Practice/Amazon/Design a Distributed Cache System
Design a Distributed Cache System
System DesignMust
Problem Statement
Design a distributed caching system that can serve data with low latency across multiple geographic locations, handling cache misses, replication, and scaling to support billions of records. Think of Redis or Memcached deployed as a managed service that sits in front of databases and APIs to deliver microsecond-to-millisecond latency reads. Users read and write key-value entries with optional TTLs, and the cache offloads backend systems while keeping latency predictable.

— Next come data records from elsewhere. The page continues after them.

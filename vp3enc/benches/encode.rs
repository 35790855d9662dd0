//! Frame encoding throughput.

use criterion::{BenchmarkId, Criterion, Throughput, black_box, criterion_group, criterion_main};
use rand::{Rng, SeedableRng};
use rand_chacha::ChaChaRng;
use vp3enc::{FrameEncoder, FrameInput, FramePixels, FrameSettings, FrameType, ScalarDsp};

/// Smooth gradient with a noisy square that moves by `shift` pixels.
fn test_frame(width: u32, height: u32, shift: usize) -> FramePixels {
    let mut rng = ChaChaRng::from_seed([7; 32]);
    let mut frame = FramePixels::solid(width, height, 0, 128, 128);
    let (w, h) = (width as usize, height as usize);
    for y in 0..h {
        for x in 0..w {
            frame.y[y * w + x] = ((x + y) * 255 / (w + h)) as u8;
        }
    }
    for y in h / 4..h / 2 {
        for x in w / 4..w / 2 {
            frame.y[y * w + (x + shift) % w] = rng.r#gen();
        }
    }
    frame
}

fn bench_key_frame(c: &mut Criterion) {
    let mut group = c.benchmark_group("key_frame");
    for &(width, height) in &[(176, 144), (352, 288)] {
        group.throughput(Throughput::Elements(u64::from(width * height)));
        let source = test_frame(width, height, 0);
        group.bench_with_input(
            BenchmarkId::from_parameter(format!("{width}x{height}")),
            &source,
            |b, source| {
                let mut enc = FrameEncoder::new(width, height, FrameSettings::default()).unwrap();
                b.iter(|| {
                    let input = FrameInput {
                        source,
                        previous: None,
                        golden: None,
                        target_bytes: 8000,
                        frame_type: FrameType::Key,
                    };
                    black_box(enc.encode(&input, &ScalarDsp).unwrap())
                });
            },
        );
    }
    group.finish();
}

fn bench_inter_frame(c: &mut Criterion) {
    let mut group = c.benchmark_group("inter_frame");
    let (width, height) = (176, 144);
    group.throughput(Throughput::Elements(u64::from(width * height)));
    for fast in [false, true] {
        let mut enc = FrameEncoder::new(width, height, FrameSettings {
            fast_motion_search: fast,
            ..Default::default()
        })
        .unwrap();
        let first = test_frame(width, height, 0);
        let key = enc
            .encode(
                &FrameInput {
                    source: &first,
                    previous: None,
                    golden: None,
                    target_bytes: 8000,
                    frame_type: FrameType::Key,
                },
                &ScalarDsp,
            )
            .unwrap();
        let next = test_frame(width, height, 3);
        let name = if fast { "fast" } else { "exhaustive" };
        group.bench_function(name, |b| {
            b.iter(|| {
                let input = FrameInput {
                    source: &next,
                    previous: Some(&key.recon),
                    golden: Some(&key.recon),
                    target_bytes: 2000,
                    frame_type: FrameType::Inter,
                };
                black_box(enc.encode(&input, &ScalarDsp).unwrap())
            });
        });
    }
    group.finish();
}

criterion_group!(benches, bench_key_frame, bench_inter_frame);
criterion_main!(benches);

Interviewers ask this because it bundles core distributed systems skills: sharding and client routing, consistency versus freshness, replication and failover, multi-region design, hot-key contention, and cache invalidation. You are expected to reason about tradeoffs (cache-aside vs write-through), manage thundering herds, and describe concrete mechanisms that keep the system fast and correct under failures at global scale.
Key Requirements
Functional
- Key-value operations -- clients can set, get, and delete entries with optional per-key TTLs
- Low-latency reads -- data is served from the nearest available cache node or region with sub-millisecond to single-digit millisecond latency
- Eviction policies -- configurable eviction behavior (LRU, LFU) to stay within memory limits
- Cache invalidation -- precise invalidation (single key) or broad invalidation (namespace/tag) when underlying data changes
Non-Functional
- Scalability -- support millions of operations per second with petabyte-scale data distributed across thousands of nodes
- Reliability -- tolerate individual node failures and regional outages without data loss or extended downtime; automatic failover
- Latency -- p99 read latency under 1ms for cache hits; p99 write latency under 5ms
- Consistency -- eventual consistency for cross-region replication; read-after-write consistency within a region
What Interviewers Focus On
Based on real interview experiences, these are the areas interviewers probe most deeply:
1. Sharding and Data Distribution
How you partition data across cache nodes determines scalability, load balance, and resilience to node changes. Naive approaches cause massive cache churn during scale events.
Hints to consider:
- Use consistent hashing with virtual nodes to distribute keys evenly and minimize remapping when nodes join or leave
- Assign each key to a primary node and one or more replicas for fault tolerance
- Implement client-side or proxy-side routing that maintains a ring topology map, updated via a coordination service
- Handle key migration gracefully: during rebalancing, route reads to both old and new owners to avoid cache misses
2. Cache Coherence and Invalidation
Stale data is the most common problem with caching. Interviewers want concrete mechanisms for keeping cache entries fresh.
Hints to consider:
- Implement cache-aside (lazy loading) as the default pattern: read from cache, on miss read from DB and populate cache
- Support write-through or write-behind for workloads that require immediate consistency
- Use TTL jitter (randomize expiration times) to prevent synchronized mass expiration that causes thundering herds
- Propagate invalidations across regions using a pub/sub message bus (Kafka) for near-real-time coherence
3. Handling Hot Keys and Thundering Herds
Popular keys and synchronized expirations create load spikes that can cascade to the backend. Interviewers look for proactive mitigation strategies.
Hints to consider:
- Implement single-flight (request coalescing) on cache misses: only one request fetches from the backend while others wait
- Replicate extremely hot keys across multiple nodes so reads are distributed
- Use negative caching (cache misses with short TTLs) to prevent repeated expensive lookups for non-existent keys
- Apply circuit breakers to protect the backend when cache miss rates spike
4. Replication and Failover
Single-instance shards are single points of failure. Interviewers expect a replication strategy with automated recovery.
Hints to consider:
- Deploy primary-replica pairs for each shard, with synchronous replication within a region and asynchronous cross-region
- Use health checks and leader election (via ZooKeeper or etcd) for automatic failover when a primary fails
- Handle split-brain scenarios with fencing tokens to prevent stale primaries from accepting writes
- Design replica catch-up after failover to minimize data loss and restore full redundancy quickly
Suggested Approach
Step 1: Clarify Requirements
Confirm scope with your interviewer. Ask about expected data volume (total keys, average value size), operation rates (reads/writes per second), geographic distribution requirements, and consistency expectations. Determine if the cache is for a specific use case (session store, database cache, API response cache) or a general-purpose system. Clarify whether multi-tenancy is required and what eviction behavior is expected.